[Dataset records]
________________________
//! Turns a partitioned export directory into one consumer-facing file.
//!
//! `_`-prefixed markers are removed. A single `part-*` file is renamed to
//! `{base}_{timestamp}.csv`; several are merged in lexical name order under
//! one header.

use chrono::{DateTime, Local};
use std::fs;
use std::io;
use std::path::{Path, PathBuf};
use tracing::{debug, info};

use super::{MARKER_PREFIX, PARTITION_PREFIX};
use crate::errors::{OutputError, OutputResult};
use crate::models::TopRatedEntry;

/// Sortable, second-resolution stamp embedded in finalized file names
pub const FINALIZED_TIMESTAMP_FORMAT: &str = "%Y%m%d%H%M%S";

#[derive(Debug, Clone, Copy, Default)]
pub struct OutputFinalizer;

impl OutputFinalizer {
    pub fn new() -> Self {
        Self
    }

    pub fn finalized_name(base_name: &str, at: &DateTime<Local>) -> String {
        format!("{}_{}.csv", base_name, at.format(FINALIZED_TIMESTAMP_FORMAT))
    }

    /// Finalize `dir` now. Returns the finalized file, or `None` when the
    /// directory held no partitions.
    pub fn finalize(&self, dir: &Path, base_name: &str) -> OutputResult<Option<PathBuf>> {
        self.finalize_at(dir, base_name, Local::now())
    }

    pub fn finalize_at(
        &self,
        dir: &Path,
        base_name: &str,
        at: DateTime<Local>,
    ) -> OutputResult<Option<PathBuf>> {
        debug!("Finalizing output in {:?}", dir);

        let mut partitions = Vec::new();
        let entries = fs::read_dir(dir).map_err(|e| OutputError::io(dir, e))?;
        for entry in entries {
            let entry = entry.map_err(|e| OutputError::io(dir, e))?;
            let name = entry.file_name().to_string_lossy().into_owned();
            let path = entry.path();

            if name.starts_with(MARKER_PREFIX) {
                remove_entry(&path)?;
                debug!("Removed marker {}", name);
            } else if name.starts_with(PARTITION_PREFIX) && path.is_file() {
                partitions.push(path);
            }
        }
        partitions.sort();

        let target = dir.join(Self::finalized_name(base_name, &at));
        match partitions.as_slice() {
            [] => {
                info!("No partitions in {:?}; nothing to finalize", dir);
                Ok(None)
            }
            [single] => {
                fs::rename(single, &target).map_err(|e| OutputError::io(single, e))?;
                info!("Output finalized: {:?}", target);
                Ok(Some(target))
            }
            many => {
                merge_partitions(many, &target)?;
                for partition in many {
                    fs::remove_file(partition).map_err(|e| OutputError::io(partition, e))?;
                }
                info!(
                    "Output finalized: {:?} (merged {} partitions)",
                    target,
                    many.len()
                );
                Ok(Some(target))
            }
        }
    }
}

fn remove_entry(path: &Path) -> OutputResult<()> {
    let result = if path.is_dir() {
        fs::remove_dir_all(path)
    } else {
        fs::remove_file(path)
    };
    match result {
        Ok(()) => Ok(()),
        Err(e) if e.kind() == io::ErrorKind::NotFound => Ok(()),
        Err(e) => Err(OutputError::io(path, e)),
    }
}

fn merge_partitions(partitions: &[PathBuf], target: &Path) -> OutputResult<()> {
    let mut writer = csv::Writer::from_path(target)?;
    let mut expected_header: Option<csv::StringRecord> = None;

    for partition in partitions {
        let mut reader = csv::Reader::from_path(partition)?;
        let header = reader.headers()?.clone();
        match &expected_header {
            None => {
                writer.write_record(&header)?;
                expected_header = Some(header);
            }
            Some(expected) if *expected != header => {
                return Err(OutputError::HeaderMismatch {
                    path: partition.clone(),
                });
            }
            Some(_) => {}
        }
        for record in reader.records() {
            writer.write_record(&record?)?;
        }
    }

    writer.flush().map_err(|e| OutputError::io(target, e))
}

/// Newest `{base}_{timestamp}.csv` in `dir`
pub fn latest_finalized(dir: &Path, base_name: &str) -> OutputResult<PathBuf> {
    let prefix = format!("{base_name}_");
    let entries = fs::read_dir(dir).map_err(|e| OutputError::io(dir, e))?;

    let mut newest: Option<(String, PathBuf)> = None;
    for entry in entries {
        let entry = entry.map_err(|e| OutputError::io(dir, e))?;
        let name = entry.file_name().to_string_lossy().into_owned();
        let Some(stamp) = name
            .strip_prefix(&prefix)
            .and_then(|rest| rest.strip_suffix(".csv"))
        else {
            continue;
        };
        if stamp.len() != 14 || !stamp.bytes().all(|b| b.is_ascii_digit()) {
            continue;
        }
        if newest.as_ref().is_none_or(|(best, _)| name > *best) {
            newest = Some((name, entry.path()));
        }
    }

    newest
        .map(|(_, path)| path)
        .ok_or_else(|| OutputError::NoFinalizedFile {
            dir: dir.to_path_buf(),
            base_name: base_name.to_string(),
        })
}

/// Read a finalized top-rated export back
pub fn read_top_rated(path: &Path) -> OutputResult<Vec<TopRatedEntry>> {
    let mut reader = csv::Reader::from_path(path)?;
    let entries = reader.deserialize().collect::<Result<Vec<TopRatedEntry>, _>>()?;
    Ok(entries)
}

#[cfg(test)]
mod tests {
    use super::*;
    use chrono::TimeZone;
    use tempfile::TempDir;

    fn at() -> DateTime<Local> {
        Local.with_ymd_and_hms(2024, 3, 9, 14, 5, 7).unwrap()
    }

    fn names(dir: &Path) -> Vec<String> {
        let mut names: Vec<String> = fs::read_dir(dir)
            .unwrap()
            .map(|e| e.unwrap().file_name().to_string_lossy().into_owned())
            .collect();
        names.sort();
        names
    }

    #[test]
    fn test_markers_removed_and_single_partition_renamed() {
        let temp = TempDir::new().unwrap();
        fs::write(temp.path().join("_SUCCESS"), "").unwrap();
        fs::write(temp.path().join("_committed_123"), "").unwrap();
        fs::write(temp.path().join("part-00000"), "title\nalpha\n").unwrap();

        let finalized = OutputFinalizer::new()
            .finalize_at(temp.path(), "top_movies", at())
            .unwrap()
            .unwrap();

        assert_eq!(names(temp.path()), vec!["top_movies_20240309140507.csv"]);
        assert_eq!(fs::read_to_string(finalized).unwrap(), "title\nalpha\n");
    }

    #[test]
    fn test_marker_directories_are_removed() {
        let temp = TempDir::new().unwrap();
        fs::create_dir_all(temp.path().join("_temporary/0")).unwrap();
        fs::write(temp.path().join("part-00000-a.csv"), "title\n").unwrap();

        OutputFinalizer::new()
            .finalize_at(temp.path(), "top", at())
            .unwrap();

        assert_eq!(names(temp.path()), vec!["top_20240309140507.csv"]);
    }

    #[test]
    fn test_no_partitions_is_a_no_op() {
        let temp = TempDir::new().unwrap();
        fs::write(temp.path().join("_SUCCESS"), "").unwrap();

        let finalized = OutputFinalizer::new()
            .finalize_at(temp.path(), "top_movies", at())
            .unwrap();

        assert!(finalized.is_none());
        assert!(names(temp.path()).is_empty());
    }

    #[test]
    fn test_multiple_partitions_merge_in_name_order() {
        let temp = TempDir::new().unwrap();
        fs::write(temp.path().join("part-00001-x.csv"), "title\ngamma\n").unwrap();
        fs::write(temp.path().join("part-00000-x.csv"), "title\nalpha\nbeta\n").unwrap();
        fs::write(temp.path().join("_SUCCESS"), "").unwrap();

        let finalized = OutputFinalizer::new()
            .finalize_at(temp.path(), "top_movies", at())
            .unwrap()
            .unwrap();

        assert_eq!(names(temp.path()), vec!["top_movies_20240309140507.csv"]);
        assert_eq!(
            fs::read_to_string(finalized).unwrap(),
            "title\nalpha\nbeta\ngamma\n"
        );
    }

    #[test]
    fn test_mismatched_partition_headers_are_rejected() {
        let temp = TempDir::new().unwrap();
        fs::write(temp.path().join("part-00000.csv"), "title\nalpha\n").unwrap();
        fs::write(temp.path().join("part-00001.csv"), "name\nbeta\n").unwrap();

        let err = OutputFinalizer::new()
            .finalize_at(temp.path(), "top_movies", at())
            .unwrap_err();

        assert!(matches!(err, OutputError::HeaderMismatch { .. }));
    }

    #[test]
    fn test_latest_finalized_picks_newest_stamp() {
        let temp = TempDir::new().unwrap();
        fs::write(temp.path().join("top_movies_20240101000000.csv"), "title\nold\n").unwrap();
        fs::write(temp.path().join("top_movies_20240309140507.csv"), "title\nnew\n").unwrap();
        fs::write(temp.path().join("top_movies_latest.csv"), "title\nignored\n").unwrap();
        fs::write(temp.path().join("other_20250101000000.csv"), "title\nother\n").unwrap();

        let latest = latest_finalized(temp.path(), "top_movies").unwrap();
        let titles: Vec<String> = read_top_rated(&latest)
            .unwrap()
            .into_iter()
            .map(|e| e.title)
            .collect();

        assert_eq!(titles, vec!["new"]);
    }

    #[test]
    fn test_latest_finalized_without_match_is_an_error() {
        let temp = TempDir::new().unwrap();
        assert!(matches!(
            latest_finalized(temp.path(), "top_movies"),
            Err(OutputError::NoFinalizedFile { .. })
        ));
    }
}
________________________
To do>
The expected answer is each line of the records above that includes the string "merged".

The completed task>
//! `{base}_{timestamp}.csv`; several are merged in lexical name order under
                    "Output finalized: {:?} (merged {} partitions)",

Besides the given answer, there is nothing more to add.